Because lamivudine is an FDA-approved drug to treat HIV and hepatitis B, the researchers say the hydrogel could also help manage hepatitis B.

“This is a novel way to deliver anti-HIV meds, and this platform has the advantage that a single polymer can be programmed to deliver several different drugs simultaneously,” says coauthor Charles W. Flexner, a professor of medicine, pharmacology, and molecular sciences in the Johns Hopkins School of Medicine.

“One of the drawbacks of the approved injectable HIV treatments is that none have activity against hepatitis B virus, which is a common co-infection with HIV, especially in Asia and Africa. This formulation delivers lamivudine, a drug active against both HIV and HBV, but can also be modified to deliver tenofovir, which is the current standard of care for HBV treatment.”

In the long term, the team envisions their hydrogel working as a preventive measure, similar to how some people take anti-HIV drugs to avoid infection.

“Keeping the high drug levels in plasma for 42 days is very impressive,” Cui says. “But in the future, we hope it will be even longer.”

Hydrogels have unique water-absorbing properties that give them a jellylike consistency resembling biological tissue.

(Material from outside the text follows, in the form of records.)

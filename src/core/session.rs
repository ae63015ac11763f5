//! Authenticated session capability.
//!
//! The extraction pipeline never reaches for ambient credentials: a
//! [`SessionProvider`] is handed to the endpoint client at construction and
//! wrapped in a [`SessionHandle`], which is the single shared mutable resource
//! of a run and allows at most one token refresh per run.

use reqwest::{Client, Method, StatusCode};
use serde::Deserialize;
use std::time::Duration;
use tracing::{debug, info, warn};

use super::http::{bearer_header_map, OAuthCredentials};
use crate::{HoopsError, Result};

/// Yahoo OAuth2 token endpoint.
pub const TOKEN_URL: &str = "https://api.login.yahoo.com/oauth2/get_token";

/// Status code and body of one authorized request.
#[derive(Debug, Clone, PartialEq, Eq)]
pub struct RawResponse {
    pub status: u16,
    pub body: String,
}

impl RawResponse {
    pub fn new(status: u16, body: impl Into<String>) -> Self {
        Self {
            status,
            body: body.into(),
        }
    }
}

/// Issues authorized HTTP requests and renews its own credentials.
///
/// Credential storage and token persistence belong to the implementor.
#[allow(async_fn_in_trait)]
pub trait SessionProvider {
    async fn authorized_request(
        &self,
        method: Method,
        url: &str,
        params: &[(String, String)],
    ) -> Result<RawResponse>;

    /// Renew credentials. `Ok(false)` means the provider could not refresh.
    async fn refresh(&mut self) -> Result<bool>;
}

/// Run-scoped wrapper enforcing "refresh at most once per extraction run".
#[derive(Debug)]
pub struct SessionHandle<S> {
    provider: S,
    refreshed: bool,
}

impl<S: SessionProvider> SessionHandle<S> {
    pub fn new(provider: S) -> Self {
        Self {
            provider,
            refreshed: false,
        }
    }

    pub async fn request(
        &self,
        method: Method,
        url: &str,
        params: &[(String, String)],
    ) -> Result<RawResponse> {
        self.provider.authorized_request(method, url, params).await
    }

    /// Refresh the underlying session once. A second call in the same run, or a
    /// refresh the provider rejects, yields `AuthExpired`.
    pub async fn reauthenticate(&mut self) -> Result<()> {
        if self.refreshed {
            warn!("Session already refreshed once in this run; giving up");
            return Err(HoopsError::AuthExpired);
        }
        self.refreshed = true;

        match self.provider.refresh().await {
            Ok(true) => {
                info!("Session refreshed");
                Ok(())
            }
            Ok(false) => {
                warn!("Session provider declined to refresh");
                Err(HoopsError::AuthExpired)
            }
            Err(e) => {
                warn!("Session refresh failed: {}", e);
                Err(HoopsError::AuthExpired)
            }
        }
    }

    pub fn has_refreshed(&self) -> bool {
        self.refreshed
    }

    pub fn provider(&self) -> &S {
        &self.provider
    }

    pub fn into_inner(self) -> S {
        self.provider
    }
}

#[derive(Debug, Deserialize)]
struct TokenResponse {
    access_token: String,
    #[serde(default)]
    refresh_token: Option<String>,
}

/// Bearer-token session over a shared `reqwest::Client`.
pub struct OAuthSession {
    client: Client,
    credentials: OAuthCredentials,
    token_url: String,
}

impl OAuthSession {
    pub fn new(credentials: OAuthCredentials) -> Result<Self> {
        let client = Client::builder()
            .user_agent(concat!("fantasy-hoops/", env!("CARGO_PKG_VERSION")))
            .timeout(Duration::from_secs(30))
            .build()?;
        Ok(Self {
            client,
            credentials,
            token_url: TOKEN_URL.to_string(),
        })
    }

    pub fn from_env() -> Result<Self> {
        Self::new(OAuthCredentials::from_env()?)
    }

    /// Point token refreshes at a different endpoint.
    pub fn with_token_url(mut self, url: impl Into<String>) -> Self {
        self.token_url = url.into();
        self
    }

    pub fn access_token(&self) -> &str {
        &self.credentials.access_token
    }
}

impl SessionProvider for OAuthSession {
    async fn authorized_request(
        &self,
        method: Method,
        url: &str,
        params: &[(String, String)],
    ) -> Result<RawResponse> {
        let headers = bearer_header_map(&self.credentials.access_token)?;
        let res = self
            .client
            .request(method, url)
            .headers(headers)
            .query(params)
            .send()
            .await?;
        let status = res.status().as_u16();
        let body = res.text().await?;
        debug!("{} -> {} ({} bytes)", url, status, body.len());
        Ok(RawResponse { status, body })
    }

    async fn refresh(&mut self) -> Result<bool> {
        let Some((refresh_token, client_id, client_secret)) = self.credentials.refresh_parts()
        else {
            warn!("No refresh credentials configured");
            return Ok(false);
        };

        let form = [
            ("grant_type", "refresh_token"),
            ("redirect_uri", "oob"),
            ("refresh_token", refresh_token),
        ];
        let res = self
            .client
            .post(&self.token_url)
            .basic_auth(client_id, Some(client_secret))
            .form(&form)
            .send()
            .await?;

        if res.status() != StatusCode::OK {
            warn!("Token endpoint returned {}", res.status());
            return Ok(false);
        }

        let token: TokenResponse = res.json().await?;
        self.credentials.access_token = token.access_token;
        if let Some(rt) = token.refresh_token {
            self.credentials.refresh_token = Some(rt);
        }
        Ok(true)
    }
}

The new gel undergoes self-formulation, stays close to the site of injection, and separates into molecules that can fend off the virus without the need for additional carriers or delivery materials.

“The most exciting aspect of these gel filaments is that they consist entirely of the therapeutic agent itself,” Cui says. “Everything originates from the same compound after injection, and this simplest drug formulation could streamline the regulatory approval process once clinical efficacy is demonstrated.”

The team tweaked the molecular properties of lamivudine to act as the building blocks of a supramolecular polymer, a large chain of repeating molecules that can either stick together tightly or come apart, depending on temperature, pH, and other external conditions.